Saturday, April 20, 2024

Chris Zappala

Chris Zappala

Smoking, as the Marlboro man would tell you, is all about freedom — which means it’s all about an image of freedom. For the Marlboro man, that freedom is found in a wide-open prairie, usually just before sunset. For the fun-loving Newport gang, it’s bright noon on the deck of a sloop. For those intense Camel people, it’s a night out on the town.

But those images of freedom usually don’t include disposing of cigarette butts.

Having been thrown out of offices, restaurants and many homes, smokers stand outside where there are frequently no ashtrays or garbage bins. And tossing a cigarette butt into the trash might start a fire.
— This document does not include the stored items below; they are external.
//! Object detection on the tracker endpoint.
//!
//! Frames are handed to a `DetectionWorker` thread through a `FrameQueue`;
//! the worker runs a `DetectorBackend` and publishes positions into a
//! `DetectionSlot`. The queue and the slot are the only state that crosses
//! the thread boundary.

mod backend;
pub mod backends;
pub mod pipeline;
mod queue;
mod result;
mod slot;
mod worker;

pub use backend::DetectorBackend;
pub use backends::{ContourBackend, StubBackend};
pub use queue::{FrameQueue, WorkItem};
pub use result::Point;
pub use slot::DetectionSlot;
pub use worker::{DetectionWorker, WorkerStats};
So they finish their cigarettes and punctuate the end of their break with the ritual discard, tossing the butt to the ground. Sometimes they throw the butts out car windows as they speed along.

In this way, smoking turns ordinary people — who would never think of crumpling a piece of paper and leaving it on the street, or abandoning a takeout container on the grass of a picnic site — into litterers.

That’s what they are, though. Their smashed cigarette butts remain until someone else picks them up. Sometimes it’s on concrete, sometimes on grass. The butts float along behind the Newport people’s bright white sloop. You could follow the Marlboro man by the trail of butts he leaves on that wide-open prairie. The Camel people, at least, might have those steep plastic pyramids of ash outside their nightclub, but you sure don’t see them in the ads.

For the other smokers, those who live in the real world, a little extra care should be taken, a little more thought given. Ask for an outdoor ashtray. And use it.

Before the freedom to smoke outdoors is legislated away as well.